Records for processing START

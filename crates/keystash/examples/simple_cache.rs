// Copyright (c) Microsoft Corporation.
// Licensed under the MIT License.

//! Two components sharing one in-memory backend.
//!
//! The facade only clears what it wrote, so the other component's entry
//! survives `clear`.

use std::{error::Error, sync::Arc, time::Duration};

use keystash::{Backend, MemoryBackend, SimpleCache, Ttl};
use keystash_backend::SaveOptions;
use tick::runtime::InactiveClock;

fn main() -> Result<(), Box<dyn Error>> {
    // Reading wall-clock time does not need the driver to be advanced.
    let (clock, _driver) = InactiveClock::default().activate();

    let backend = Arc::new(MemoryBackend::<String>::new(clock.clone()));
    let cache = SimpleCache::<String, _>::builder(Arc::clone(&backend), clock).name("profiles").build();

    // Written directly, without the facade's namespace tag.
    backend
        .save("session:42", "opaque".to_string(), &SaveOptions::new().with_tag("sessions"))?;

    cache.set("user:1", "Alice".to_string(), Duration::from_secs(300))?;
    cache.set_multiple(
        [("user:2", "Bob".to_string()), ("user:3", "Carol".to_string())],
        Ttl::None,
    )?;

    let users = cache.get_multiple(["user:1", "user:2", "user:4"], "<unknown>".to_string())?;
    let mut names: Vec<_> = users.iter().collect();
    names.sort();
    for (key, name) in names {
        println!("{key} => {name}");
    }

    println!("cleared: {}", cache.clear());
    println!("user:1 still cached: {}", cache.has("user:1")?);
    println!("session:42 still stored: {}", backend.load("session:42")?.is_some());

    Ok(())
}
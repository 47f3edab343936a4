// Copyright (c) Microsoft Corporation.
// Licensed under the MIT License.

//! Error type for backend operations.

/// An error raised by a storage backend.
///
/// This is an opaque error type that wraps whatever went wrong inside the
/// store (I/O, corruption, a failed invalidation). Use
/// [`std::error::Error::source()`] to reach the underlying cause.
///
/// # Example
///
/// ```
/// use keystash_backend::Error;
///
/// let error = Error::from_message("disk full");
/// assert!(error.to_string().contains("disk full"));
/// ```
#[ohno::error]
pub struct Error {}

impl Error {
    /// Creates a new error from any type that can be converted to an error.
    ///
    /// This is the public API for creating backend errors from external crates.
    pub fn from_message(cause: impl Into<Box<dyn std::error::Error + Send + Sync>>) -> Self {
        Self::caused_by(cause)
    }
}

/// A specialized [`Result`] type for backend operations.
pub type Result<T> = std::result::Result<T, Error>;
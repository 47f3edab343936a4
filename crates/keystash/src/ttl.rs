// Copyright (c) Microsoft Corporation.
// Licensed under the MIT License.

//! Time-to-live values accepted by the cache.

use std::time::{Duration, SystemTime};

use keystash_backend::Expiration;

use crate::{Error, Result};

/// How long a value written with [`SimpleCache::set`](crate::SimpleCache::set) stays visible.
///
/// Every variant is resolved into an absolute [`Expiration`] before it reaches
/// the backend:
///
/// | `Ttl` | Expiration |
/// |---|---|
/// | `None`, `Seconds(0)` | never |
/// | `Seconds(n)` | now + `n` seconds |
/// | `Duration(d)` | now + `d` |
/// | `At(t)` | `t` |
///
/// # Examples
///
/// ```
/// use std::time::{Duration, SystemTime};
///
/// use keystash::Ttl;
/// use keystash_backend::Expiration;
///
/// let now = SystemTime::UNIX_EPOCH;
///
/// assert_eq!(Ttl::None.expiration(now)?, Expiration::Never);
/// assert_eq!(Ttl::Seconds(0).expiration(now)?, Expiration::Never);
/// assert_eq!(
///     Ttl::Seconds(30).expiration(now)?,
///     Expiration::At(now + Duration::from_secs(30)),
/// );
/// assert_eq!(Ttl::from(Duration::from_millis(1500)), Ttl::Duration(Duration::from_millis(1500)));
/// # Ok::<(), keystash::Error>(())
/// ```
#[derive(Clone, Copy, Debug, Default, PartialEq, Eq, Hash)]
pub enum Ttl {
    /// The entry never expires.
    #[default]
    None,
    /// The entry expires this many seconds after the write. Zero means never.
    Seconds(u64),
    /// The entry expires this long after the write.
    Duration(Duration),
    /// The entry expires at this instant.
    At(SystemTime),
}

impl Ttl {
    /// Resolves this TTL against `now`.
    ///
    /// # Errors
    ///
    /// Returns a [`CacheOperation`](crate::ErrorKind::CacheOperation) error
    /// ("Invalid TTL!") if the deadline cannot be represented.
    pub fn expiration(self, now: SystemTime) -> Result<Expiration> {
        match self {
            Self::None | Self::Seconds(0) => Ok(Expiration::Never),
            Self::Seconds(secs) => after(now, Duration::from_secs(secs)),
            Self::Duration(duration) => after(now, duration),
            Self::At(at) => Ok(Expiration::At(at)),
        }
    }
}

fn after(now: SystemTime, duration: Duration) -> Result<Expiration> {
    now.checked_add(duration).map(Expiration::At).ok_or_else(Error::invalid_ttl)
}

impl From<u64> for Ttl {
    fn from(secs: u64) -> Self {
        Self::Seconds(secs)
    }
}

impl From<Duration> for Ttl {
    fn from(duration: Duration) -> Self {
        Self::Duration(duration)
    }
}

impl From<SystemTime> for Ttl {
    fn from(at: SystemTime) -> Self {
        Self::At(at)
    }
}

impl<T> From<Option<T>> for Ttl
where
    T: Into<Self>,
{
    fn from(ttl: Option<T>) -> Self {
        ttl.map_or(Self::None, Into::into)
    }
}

Records for processing END

■ **Aim of the exercise**: Would you report every line of the entries above containing the word "SimpleCache"?

■ **Solution for this task**:
use keystash::{Backend, MemoryBackend, SimpleCache, Ttl};
    let cache = SimpleCache::<String, _>::builder(Arc::clone(&backend), clock).name("profiles").build();
/// How long a value written with [`SimpleCache::set`](crate::SimpleCache::set) stays visible.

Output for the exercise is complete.